Interpretive Summary: Detection of plant diseases and plant pathogens is crucial for plant disease management. Beech leaf disease (BLD) poses a significant threat to beech trees (Fagus species). The foliar nematode Litylenchus crenatae subsp. mccannii (Lcm) is currently recognized as the causal agent of BLD. BLD has the potential to drastically change beech forests in North America, with implications for beech ecosystems and biodiversity. First identified in Ohio in 2012, BLD has rapidly spread and is now reported in 13 additional states, as well as in Ontario, Canada. In this study, a rapid visual methodology for detecting BLD symptomatic bud scales, expediting Lcm assessment within the buds is proposed.

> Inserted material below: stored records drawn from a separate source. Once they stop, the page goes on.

//! Geometries on the unit sphere

use serde::{Deserialize, Serialize};
use std::slice;

/// A point on the unit sphere, stored as a unit vector.
#[derive(Debug, Clone, Copy, PartialEq, Serialize, Deserialize)]
pub struct PointOnSphere {
    x: f64,
    y: f64,
    z: f64,
}

impl PointOnSphere {
    /// Normalise `(x, y, z)` onto the sphere; `None` for the zero vector.
    pub fn from_vector(x: f64, y: f64, z: f64) -> Option<Self> {
        let len = (x * x + y * y + z * z).sqrt();
        if len < 1e-12 {
            return None;
        }
        Some(PointOnSphere {
            x: x / len,
            y: y / len,
            z: z / len,
        })
    }

    /// From latitude and longitude in degrees.
    pub fn from_lat_lon(lat: f64, lon: f64) -> Self {
        let (lat, lon) = (lat.to_radians(), lon.to_radians());
        PointOnSphere {
            x: lat.cos() * lon.cos(),
            y: lat.cos() * lon.sin(),
            z: lat.sin(),
        }
    }

    /// Latitude and longitude in degrees.
    pub fn lat_lon(&self) -> (f64, f64) {
        let lat = self.z.clamp(-1.0, 1.0).asin().to_degrees();
        let lon = self.y.atan2(self.x).to_degrees();
        (lat, lon)
    }

    pub fn x(&self) -> f64 {
        self.x
    }

    pub fn y(&self) -> f64 {
        self.y
    }

    pub fn z(&self) -> f64 {
        self.z
    }

    pub fn as_array(&self) -> [f64; 3] {
        [self.x, self.y, self.z]
    }

    pub fn dot(&self, other: &PointOnSphere) -> f64 {
        self.x * other.x + self.y * other.y + self.z * other.z
    }

    pub fn cross(&self, other: &PointOnSphere) -> [f64; 3] {
        cross(self.as_array(), other.as_array())
    }

    /// Great-circle distance in radians.
    pub fn angular_distance(&self, other: &PointOnSphere) -> f64 {
        let c = self.cross(other);
        let sin = (c[0] * c[0] + c[1] * c[1] + c[2] * c[2]).sqrt();
        sin.atan2(self.dot(other))
    }

    /// Whether two points are within `tolerance` radians of each other.
    pub fn is_close(&self, other: &PointOnSphere, tolerance: f64) -> bool {
        self.angular_distance(other) <= tolerance
    }
}

pub(crate) fn cross(a: [f64; 3], b: [f64; 3]) -> [f64; 3] {
    [
        a[1] * b[2] - a[2] * b[1],
        a[2] * b[0] - a[0] * b[2],
        a[0] * b[1] - a[1] * b[0],
    ]
}

pub(crate) fn dot(a: [f64; 3], b: [f64; 3]) -> f64 {
    a[0] * b[0] + a[1] * b[1] + a[2] * b[2]
}

/// The shape of a geometry, without its points.
#[derive(Debug, Clone, Copy, PartialEq, Eq, Hash, Serialize, Deserialize)]
pub enum GeometryKind {
    Point,
    MultiPoint,
    Polyline,
    Polygon,
}

/// A (non-topological) geometry on the sphere.
#[derive(Debug, Clone, PartialEq, Serialize, Deserialize)]
pub enum GeometryOnSphere {
    Point(PointOnSphere),
    MultiPoint(Vec<PointOnSphere>),
    Polyline(Vec<PointOnSphere>),
    /// Exterior ring; the closing edge back to the first point is implicit.
    Polygon(Vec<PointOnSphere>),
}

impl GeometryOnSphere {
    pub fn kind(&self) -> GeometryKind {
        match self {
            GeometryOnSphere::Point(_) => GeometryKind::Point,
            GeometryOnSphere::MultiPoint(_) => GeometryKind::MultiPoint,
            GeometryOnSphere::Polyline(_) => GeometryKind::Polyline,
            GeometryOnSphere::Polygon(_) => GeometryKind::Polygon,
        }
    }

    pub fn points(&self) -> &[PointOnSphere] {
        match self {
            GeometryOnSphere::Point(point) => slice::from_ref(point),
            GeometryOnSphere::MultiPoint(points)
            | GeometryOnSphere::Polyline(points)
            | GeometryOnSphere::Polygon(points) => points,
        }
    }

    pub fn num_points(&self) -> usize {
        self.points().len()
    }

    /// A geometry of the same kind with every point transformed.
    pub fn map_points(&self, mut f: impl FnMut(&PointOnSphere) -> PointOnSphere) -> Self {
        match self {
            GeometryOnSphere::Point(point) => GeometryOnSphere::Point(f(point)),
            GeometryOnSphere::MultiPoint(points) => {
                GeometryOnSphere::MultiPoint(points.iter().map(f).collect())
            }
            GeometryOnSphere::Polyline(points) => {
                GeometryOnSphere::Polyline(points.iter().map(f).collect())
            }
            GeometryOnSphere::Polygon(points) => {
                GeometryOnSphere::Polygon(points.iter().map(f).collect())
            }
        }
    }

    /// Normalised mean of the points; `None` if they cancel out.
    pub fn centroid(&self) -> Option<PointOnSphere> {
        let sum = self.points().iter().fold([0.0; 3], |acc, p| {
            [acc[0] + p.x(), acc[1] + p.y(), acc[2] + p.z()]
        });
        PointOnSphere::from_vector(sum[0], sum[1], sum[2])
    }
}

#[cfg(test)]
mod tests {
    use super::*;

    #[test]
    fn test_lat_lon_round_trip_for_a_single_point() {
        let point = PointOnSphere::from_lat_lon(-33.5, 151.25);
        let (lat, lon) = point.lat_lon();
        assert!((lat + 33.5).abs() < 1e-9);
        assert!((lon - 151.25).abs() < 1e-9);
    }

    #[test]
    fn test_angular_distance() {
        let a = PointOnSphere::from_lat_lon(0.0, 0.0);
        let b = PointOnSphere::from_lat_lon(0.0, 90.0);
        assert!((a.angular_distance(&b) - std::f64::consts::FRAC_PI_2).abs() < 1e-12);
    }

    #[test]
    fn test_zero_vector_is_rejected() {
        assert!(PointOnSphere::from_vector(0.0, 0.0, 0.0).is_none());
    }

    #[test]
    fn test_point_geometry_exposes_single_point() {
        let geometry = GeometryOnSphere::Point(PointOnSphere::from_lat_lon(10.0, 20.0));
        assert_eq!(geometry.num_points(), 1);
        assert_eq!(geometry.kind(), GeometryKind::Point);
    }

    #[test]
    fn test_centroid_of_antipodal_points_is_undefined() {
        let geometry = GeometryOnSphere::MultiPoint(vec![
            PointOnSphere::from_lat_lon(0.0, 0.0),
            PointOnSphere::from_lat_lon(0.0, 180.0),
        ]);
        assert!(geometry.centroid().is_none());
    }
}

This knowledge is critical for plant health experts, forest pathologists, and others to manage BLD by enhancing the timely detection and implementation of control measures for this devastating disease.

Technical Abstract: The European beech (Fagus sylvatica) is threatened by the foliar nematode Litylenchus crenatae subsp. mccannii (Lcm), the causal agent of beech leaf disease (BLD). Thus far, the majority of studies regarding BLD have focused on American beech (F. grandifolia). To better determine the impact of Lcm in buds of European beech, a total of 54 buds were collected from naturally symptomatic trees. Here, we characterized for the first time the bud scale morphology of two different cultivars of F. sylvatica infected with Lcm. Detailed observations of asymptomatic and symptomatic bud scales provided insight into the physical changes and arrangements of cells in the bud scale, shedding light on the dynamic processes occurring during Lcm infection. In addition, we evaluated the suitability of using the bud scale morphology for the early detection of BLD and Lcm in naturally infested buds. The distinct cellular arrangement of symptomatic bud scales cells (i.e., asymmetric pattern of enlarged cells) provides a rapid and visual, user-friendly methodology to prematurely diagnose BLD symptoms within the buds, as well as the detection of associated nematodes.